So, my reaction to Balazs et al is basically "wait and see". If the
result is genuine, within a few years we should have a confirmation
without post-hoc statistics. And if we don't get that confirmation,
that will imply that the result was basically a statistical fluke.


It is interesting to compare the general responses to empirical
evidence in the case of particle dark matter and the case of
cosmological inhomogeneity/anisotropy.

Forty years of experimental searches have failed to find evidence
for particle dark matter, and yet the general consensus is still
that the dark matter is some kind of subatomic particle.


Because essentially all other candidates have been ruled out.

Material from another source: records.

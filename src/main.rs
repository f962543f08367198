//! roadwatch - traffic, routing and roadworks lookups
//!
//! Every command prints its result as JSON on stdout. Logs go to stderr and
//! are filtered with `RUST_LOG` (default `roadwatch=info`).

use std::process::ExitCode;

use clap::Parser;
use serde::Serialize;
use tracing::{error, info, warn};
use tracing_subscriber::EnvFilter;

use roadwatch::cli::{CacheAction, Cli, Command};
use roadwatch::config::load_config;
use roadwatch::refresh::{RefreshHandle, RefreshMessage};
use roadwatch::service::GeoService;

fn init_tracing() {
    let filter = EnvFilter::try_from_default_env().unwrap_or_else(|_| EnvFilter::new("roadwatch=info"));
    tracing_subscriber::fmt()
        .with_env_filter(filter)
        .with_target(true)
        .with_writer(std::io::stderr)
        .init();
}

fn print_json<T: Serialize>(value: &T) -> Result<(), Box<dyn std::error::Error>> {
    println!("{}", serde_json::to_string_pretty(value)?);
    Ok(())
}

async fn run_daemon(service: &GeoService) {
    let mut handle = RefreshHandle::spawn(service.scheduler().clone());
    info!(config = ?service.scheduler().config(), "Refresh loop started");

    loop {
        tokio::select! {
            message = handle.receiver.recv() => match message {
                Some(RefreshMessage::RefreshCompleted { roadworks, next_due_at }) => {
                    info!(roadworks, %next_due_at, "Roadworks refreshed");
                }
                Some(RefreshMessage::RefreshError(e)) => warn!(error = %e, "Roadworks refresh failed"),
                Some(RefreshMessage::NotDue { next_due_at }) => info!(%next_due_at, "Roadworks refresh not due"),
                Some(RefreshMessage::Busy) => info!("Roadworks refresh already running"),
                None => break,
            },
            _ = tokio::signal::ctrl_c() => {
                info!("Interrupted, stopping refresh loop");
                break;
            }
        }
    }
    handle.shutdown().await;
}

async fn run(cli: Cli) -> Result<(), Box<dyn std::error::Error>> {
    let config = load_config(cli.config.as_deref())?;
    let service = GeoService::from_config(&config)?;

    match cli.command {
        Command::Search { query, near } => print_json(&service.search(&query, near).await?)?,
        Command::Reverse { lat, lon } => print_json(&service.reverse(lat, lon).await?)?,
        Command::Nearby { lat, lon, radius_km } => print_json(&service.get_nearby(lat, lon, radius_km).await?)?,
        Command::Route { from, to, mode } => print_json(&service.get_route(from, to, mode).await?)?,
        Command::Refresh => {
            let count = service.refresh_now().await?;
            print_json(&serde_json::json!({ "roadworks": count }))?;
        }
        Command::Tiles => print_json(&service.tile_source().await)?,
        Command::Cache { action } => match action {
            CacheAction::Clear => {
                service.cache().clear_all();
                print_json(&serde_json::json!({ "cleared": "all" }))?;
            }
            CacheAction::ClearExpired => {
                let removed = service.cache().clear_expired();
                print_json(&serde_json::json!({ "removed": removed }))?;
            }
        },
        Command::Daemon => run_daemon(&service).await,
    }
    Ok(())
}

#[tokio::main]
async fn main() -> ExitCode {
    init_tracing();
    let cli = Cli::parse();

    match run(cli).await {
        Ok(()) => ExitCode::SUCCESS,
        Err(e) => {
            error!("{}", e);
            eprintln!("Error: {}", e);
            ExitCode::FAILURE
        }
    }
}
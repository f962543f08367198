use thiserror::Error;

/// Errors raised by provider calls
///
/// Timeouts, rate limits, server errors and empty answers are transient and
/// move the fallback chain to the next provider. A structural rejection means
/// the request form itself was refused and is retried once in a lighter form.
#[derive(Debug, Error)]
pub enum ProviderError {
    #[error("{provider} timed out after {timeout_ms}ms")]
    Timeout { provider: String, timeout_ms: u64 },

    #[error("{provider} rate limited the request")]
    RateLimited { provider: String },

    #[error("{provider} returned HTTP {status}")]
    Upstream { provider: String, status: u16 },

    #[error("{provider} rejected the request: {reason}")]
    Structural { provider: String, reason: String },

    #[error("{provider} returned no usable results")]
    NoResults { provider: String },

    #[error("HTTP request failed: {0}")]
    Request(#[from] reqwest::Error),

    #[error("Failed to parse JSON response: {0}")]
    Parse(#[from] serde_json::Error),
}

impl ProviderError {
    /// Maps a non-success HTTP status to an error
    pub fn from_status(provider: &str, status: u16, body: &str) -> Self {
        let provider = provider.to_string();
        match status {
            429 => ProviderError::RateLimited { provider },
            400 | 414 | 422 => ProviderError::Structural {
                provider,
                reason: body.chars().take(200).collect(),
            },
            _ => ProviderError::Upstream { provider, status },
        }
    }

    pub fn no_results(provider: &str) -> Self {
        ProviderError::NoResults {
            provider: provider.to_string(),
        }
    }

    pub fn is_structural(&self) -> bool {
        matches!(self, ProviderError::Structural { .. })
    }
}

Over the same period of time there have been published observational
findings that indicate that the inhomogeneity/anisotropy that is
so common on less than cosmological scales continues up to the
largest scales that we can adequately sample.


I posted an example where the first such of your examples was refuted.
You haven't replied to that, but continue to make claims which have been
disproved.

Yet in this case, the
general attitude is to be skeptical of the empirical results and
to assume that the more idealistic models will be vindicated.

Bottom line: How empirical evidence, and the lack thereof, is judged
appears to depend on the answer that is expected on the basis of
prevailing theoretical bias. No surprise there.


Are you any different in this respect, apart from having things switched
around? One could just as well say that you ignore arguments ruling out
your dark-matter candidate and are too accepting of isolated claims of
large structures.

When you make an argument, and someone points out a flaw (such as citing
a paper which refutes the paper you cite), you at least have to explain
why the refutation is wrong.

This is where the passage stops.